*Stored data*

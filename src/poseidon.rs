//! Fixed-arity Poseidon hashes and the keystream sponge.
//!
//! Three inputs appear on the protocol's hashing paths: the registration
//! hash (`poseidon3`), the mint nullifier (`poseidon5`), and the rate-2
//! keystream sponge behind the Poseidon ciphertexts. Each fixed-arity hash
//! absorbs into a sponge whose rate equals the input count, so one
//! permutation covers the whole input.

use ark_crypto_primitives::sponge::poseidon::{PoseidonConfig, PoseidonSponge};
use ark_crypto_primitives::sponge::{CryptographicSponge, FieldBasedCryptographicSponge};

use crate::config::{poseidon_t3, poseidon_t4, poseidon_t6};
use crate::field::Fq;

fn hash_with(config: &PoseidonConfig<Fq>, inputs: &[Fq]) -> Fq {
    let mut sponge = PoseidonSponge::new(config);
    for input in inputs {
        sponge.absorb(input);
    }
    let out = sponge.squeeze_native_field_elements(1);
    out[0]
}

pub fn poseidon2(a: Fq, b: Fq) -> Fq {
    hash_with(poseidon_t3(), &[a, b])
}

pub fn poseidon3(a: Fq, b: Fq, c: Fq) -> Fq {
    hash_with(poseidon_t4(), &[a, b, c])
}

pub fn poseidon5(a: Fq, b: Fq, c: Fq, d: Fq, e: Fq) -> Fq {
    hash_with(poseidon_t6(), &[a, b, c, d, e])
}

/// Squeezes `count` keystream elements from the rate-2 sponge initialized
/// with `[shared.x, shared.y, nonce]`.
///
/// This is the exact schedule the circuit's decryption gadget re-derives;
/// both sides of a PCT use it.
pub fn keystream(init: [Fq; 3], count: usize) -> Vec<Fq> {
    let mut sponge = PoseidonSponge::new(poseidon_t3());
    for input in &init {
        sponge.absorb(input);
    }
    sponge.squeeze_native_field_elements(count)
}
//! End-to-end flow: a ledger-shaped sequence of mint, transfer, and
//! withdraw, with the balance reconstructed and cross-checked after every
//! step the way a reading client would.

use ark_ec::{AffineRepr, CurveGroup};
use ark_ff::Zero;
use ark_std::rand::SeedableRng;
use rand::rngs::StdRng;

use super::*;
use crate::balance::{reconstruct_total_balance, AmountPct, BalanceEncoding};
use crate::contract::decrypt_auditor_amount;
use crate::field::Fq;
use crate::jubjub::{amount_to_point, nonzero_scalar, ElGamalCiphertext, KeyPair};
use crate::pct::PCT_WIRE_LEN;

fn empty_encoding() -> BalanceEncoding {
    BalanceEncoding {
        egct: ElGamalCiphertext::zero(),
        nonce: 0,
        amount_pcts: Vec::new(),
        balance_pct: [Fq::zero(); PCT_WIRE_LEN],
    }
}

/// Mirrors the contract: append the incoming credit and fold the EGCT.
fn apply_credit(encoding: &mut BalanceEncoding, egct: &ElGamalCiphertext, pct: [Fq; PCT_WIRE_LEN]) {
    encoding.egct = encoding.egct.add_layer(egct);
    let index = encoding.amount_pcts.len() as u64;
    encoding.amount_pcts.push(AmountPct { pct, index });
}

/// Mirrors the contract: debit the spend EGCT, reset the credit queue, and
/// install the sender's rewritten rolling balance PCT.
fn apply_debit(
    encoding: &mut BalanceEncoding,
    spent_egct: &ElGamalCiphertext,
    balance_pct: [Fq; PCT_WIRE_LEN],
) {
    encoding.egct = encoding.egct.sub_layer(spent_egct);
    encoding.amount_pcts.clear();
    encoding.balance_pct = balance_pct;
}

fn init_tracing() {
    use tracing_subscriber::EnvFilter;
    let _ = tracing_subscriber::fmt()
        .with_env_filter(EnvFilter::from_default_env())
        .with_test_writer()
        .try_init();
}

#[test]
fn mint_transfer_withdraw_flow_reconstructs_at_every_step() {
    init_tracing();
    let mut rng = StdRng::seed_from_u64(81);
    let alice = KeyPair::new(nonzero_scalar(&mut rng)).unwrap();
    let bob = KeyPair::new(nonzero_scalar(&mut rng)).unwrap();
    let auditor = KeyPair::new(nonzero_scalar(&mut rng)).unwrap();
    let chain_id = 43114;

    let mut alice_enc = empty_encoding();
    let mut bob_enc = empty_encoding();

    // Mint 100 to alice.
    let mint = prepare_mint(
        DeploymentMode::Standalone,
        &alice.public(),
        100,
        &auditor.public(),
        chain_id,
        &mut rng,
    )
    .unwrap();
    apply_credit(&mut alice_enc, &mint.receiver_egct, mint.receiver_amount_pct);
    assert_eq!(
        reconstruct_total_balance(alice.secret(), &alice_enc).unwrap(),
        100
    );
    assert_eq!(
        decrypt_auditor_amount(&auditor, &mint.auditor_pct).unwrap(),
        100
    );

    // Alice sends 30 to bob.
    let transfer = prepare_transfer(
        &alice,
        &bob.public(),
        30,
        100,
        &alice_enc.egct,
        &auditor.public(),
        &mut rng,
    )
    .unwrap();
    let spent = ElGamalCiphertext::new(
        transfer.witness.sender_vtt_c1,
        transfer.witness.sender_vtt_c2,
    );
    apply_debit(&mut alice_enc, &spent, transfer.sender_balance_pct);
    apply_credit(&mut bob_enc, &transfer.receiver_egct, transfer.receiver_amount_pct);

    assert_eq!(
        reconstruct_total_balance(alice.secret(), &alice_enc).unwrap(),
        70
    );
    assert_eq!(reconstruct_total_balance(bob.secret(), &bob_enc).unwrap(), 30);
    assert_eq!(
        decrypt_auditor_amount(&auditor, &transfer.auditor_pct).unwrap(),
        30
    );

    // Alice withdraws 40. The contract knows the public amount and debits
    // the EGCT by 40 · Base8 directly.
    let withdraw = prepare_withdraw(
        DeploymentMode::Converter,
        &alice,
        40,
        70,
        &alice_enc.egct,
        &auditor.public(),
        &mut rng,
    )
    .unwrap();
    let debit = ElGamalCiphertext::new(
        ark_ed_on_bn254::EdwardsAffine::zero(),
        amount_to_point(40).into_affine(),
    );
    apply_debit(&mut alice_enc, &debit, withdraw.sender_balance_pct);

    assert_eq!(
        reconstruct_total_balance(alice.secret(), &alice_enc).unwrap(),
        30
    );
    assert_eq!(
        decrypt_auditor_amount(&auditor, &withdraw.auditor_pct).unwrap(),
        40
    );

    // A dropped credit shows up as an inconsistency, not a wrong number.
    let mint2 = prepare_mint(
        DeploymentMode::Standalone,
        &alice.public(),
        5,
        &auditor.public(),
        chain_id,
        &mut rng,
    )
    .unwrap();
    alice_enc.egct = alice_enc.egct.add_layer(&mint2.receiver_egct);
    assert!(matches!(
        reconstruct_total_balance(alice.secret(), &alice_enc),
        Err(crate::error::EercError::InconsistentBalance)
    ));
}

#[test]
fn nullifiers_differ_across_mints() {
    let mut rng = StdRng::seed_from_u64(82);
    let user = KeyPair::new(nonzero_scalar(&mut rng)).unwrap();
    let auditor = KeyPair::new(nonzero_scalar(&mut rng)).unwrap();
    let a = prepare_mint(
        DeploymentMode::Standalone,
        &user.public(),
        9,
        &auditor.public(),
        1,
        &mut rng,
    )
    .unwrap();
    let b = prepare_mint(
        DeploymentMode::Standalone,
        &user.public(),
        9,
        &auditor.public(),
        1,
        &mut rng,
    )
    .unwrap();
    assert_ne!(a.nullifier, b.nullifier);

    // Same auditor ciphertext on a different chain binds differently.
    let on_other_chain = crate::poseidon::poseidon5(
        Fq::from(2u64),
        a.witness.auditor_pct[0],
        a.witness.auditor_pct[1],
        a.witness.auditor_pct[2],
        a.witness.auditor_pct[3],
    );
    assert_ne!(a.nullifier, on_other_chain);
}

*Work request*
Transcribe nothing except the lines from the one with "assert_ne!(a.nullifier, b.nullifier);" through the end of the data above, each exactly as it appears.

*Answer to the exercise*
    assert_ne!(a.nullifier, b.nullifier);

    // Same auditor ciphertext on a different chain binds differently.
    let on_other_chain = crate::poseidon::poseidon5(
        Fq::from(2u64),
        a.witness.auditor_pct[0],
        a.witness.auditor_pct[1],
        a.witness.auditor_pct[2],
        a.witness.auditor_pct[3],
    );
    assert_ne!(a.nullifier, on_other_chain);
}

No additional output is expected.